Each record is to be reproduced verbatim.

::: EXERCISE MATERIALS :::

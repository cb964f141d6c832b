//! Renderer invocation contract.

use edge_core::{RouteMatch, RouteParams};
use http::StatusCode;
use serde::{Deserialize, Serialize};

use crate::error::{NotFoundReason, RenderError};

/// A request to materialize one route instance.
#[derive(Debug, Clone, PartialEq, Eq, Serialize, Deserialize)]
#[serde(rename_all = "camelCase")]
pub struct RenderRequest {
    /// Request path, e.g. `/product/42`.
    pub path: String,
    /// Store identifier.
    pub bucket: String,
    /// Matched route pattern.
    pub pattern: String,
    /// Bound parameter values.
    pub params: RouteParams,
}

impl RenderRequest {
    /// Create a request.
    pub fn new(
        path: impl Into<String>,
        bucket: impl Into<String>,
        pattern: impl Into<String>,
        params: RouteParams,
    ) -> Self {
        Self {
            path: path.into(),
            bucket: bucket.into(),
            pattern: pattern.into(),
            params,
        }
    }

    /// Create a request from a route match.
    pub fn from_match(path: impl Into<String>, bucket: impl Into<String>, m: &RouteMatch) -> Self {
        Self::new(path, bucket, m.pattern(), m.to_params())
    }
}

/// Renderer reply.
#[derive(Debug, Clone, PartialEq, Eq, Serialize, Deserialize)]
#[serde(rename_all = "camelCase")]
pub struct RenderResponse {
    /// HTTP-style status: 200 rendered or already present, 404 not found,
    /// 500 render failure.
    pub status_code: u16,
    /// Short human-readable outcome.
    pub body: String,
    /// The stored document, when there is one.
    #[serde(default, skip_serializing_if = "Option::is_none")]
    pub html: Option<String>,
}

impl RenderResponse {
    fn new(status: StatusCode, body: impl Into<String>, html: Option<String>) -> Self {
        Self {
            status_code: status.as_u16(),
            body: body.into(),
            html,
        }
    }

    /// Whether the artifact now exists in the store.
    pub fn is_success(&self) -> bool {
        StatusCode::from_u16(self.status_code)
            .map(|s| s.is_success())
            .unwrap_or(false)
    }
}

/// Detailed result of a render.
#[derive(Debug)]
pub enum RenderOutcome {
    /// A new artifact was written.
    Rendered { key: String, html: String },
    /// The artifact already existed and was returned unchanged.
    Existing { key: String, html: String },
    /// Nothing to render for these parameters.
    NotFound(NotFoundReason),
    /// The render failed; nothing was written at the artifact key.
    Failed(RenderError),
}

impl RenderOutcome {
    /// Convert to the wire response.
    pub fn into_response(self) -> RenderResponse {
        match self {
            Self::Rendered { key, html } => {
                RenderResponse::new(StatusCode::OK, format!("rendered {}", key), Some(html))
            }
            Self::Existing { key, html } => {
                RenderResponse::new(StatusCode::OK, format!("already rendered {}", key), Some(html))
            }
            Self::NotFound(reason) => {
                RenderResponse::new(StatusCode::NOT_FOUND, reason.to_string(), None)
            }
            Self::Failed(err) => {
                RenderResponse::new(StatusCode::INTERNAL_SERVER_ERROR, err.to_string(), None)
            }
        }
    }
}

:::

ANSWER TO THIS PROBLEM:
repository cb964f141d6c832b
//! Renderer invocation contract.

use edge_core::{RouteMatch, RouteParams};
use http::StatusCode;
use serde::{Deserialize, Serialize};

use crate::error::{NotFoundReason, RenderError};

/// A request to materialize one route instance.
#[derive(Debug, Clone, PartialEq, Eq, Serialize, Deserialize)]
#[serde(rename_all = "camelCase")]
pub struct RenderRequest {
    /// Request path, e.g. `/product/42`.
    pub path: String,
    /// Store identifier.
    pub bucket: String,
    /// Matched route pattern.
    pub pattern: String,
    /// Bound parameter values.
    pub params: RouteParams,
}

impl RenderRequest {
    /// Create a request.
    pub fn new(
        path: impl Into<String>,
        bucket: impl Into<String>,
        pattern: impl Into<String>,
        params: RouteParams,
    ) -> Self {
        Self {
            path: path.into(),
            bucket: bucket.into(),
            pattern: pattern.into(),
            params,
        }
    }

    /// Create a request from a route match.
    pub fn from_match(path: impl Into<String>, bucket: impl Into<String>, m: &RouteMatch) -> Self {
        Self::new(path, bucket, m.pattern(), m.to_params())
    }
}

/// Renderer reply.
#[derive(Debug, Clone, PartialEq, Eq, Serialize, Deserialize)]
#[serde(rename_all = "camelCase")]
pub struct RenderResponse {
    /// HTTP-style status: 200 rendered or already present, 404 not found,
    /// 500 render failure.
    pub status_code: u16,
    /// Short human-readable outcome.
    pub body: String,
    /// The stored document, when there is one.
    #[serde(default, skip_serializing_if = "Option::is_none")]
    pub html: Option<String>,
}

impl RenderResponse {
    fn new(status: StatusCode, body: impl Into<String>, html: Option<String>) -> Self {
        Self {
            status_code: status.as_u16(),
            body: body.into(),
            html,
        }
    }

    /// Whether the artifact now exists in the store.
    pub fn is_success(&self) -> bool {
        StatusCode::from_u16(self.status_code)
            .map(|s| s.is_success())
            .unwrap_or(false)
    }
}

/// Detailed result of a render.
#[derive(Debug)]
pub enum RenderOutcome {
    /// A new artifact was written.
    Rendered { key: String, html: String },
    /// The artifact already existed and was returned unchanged.
    Existing { key: String, html: String },
    /// Nothing to render for these parameters.
    NotFound(NotFoundReason),
    /// The render failed; nothing was written at the artifact key.
    Failed(RenderError),
}

impl RenderOutcome {
    /// Convert to the wire response.
    pub fn into_response(self) -> RenderResponse {
        match self {
            Self::Rendered { key, html } => {
                RenderResponse::new(StatusCode::OK, format!("rendered {}", key), Some(html))
            }
            Self::Existing { key, html } => {
                RenderResponse::new(StatusCode::OK, format!("already rendered {}", key), Some(html))
            }
            Self::NotFound(reason) => {
                RenderResponse::new(StatusCode::NOT_FOUND, reason.to_string(), None)
            }
            Self::Failed(err) => {
                RenderResponse::new(StatusCode::INTERNAL_SERVER_ERROR, err.to_string(), None)
            }
        }
    }
}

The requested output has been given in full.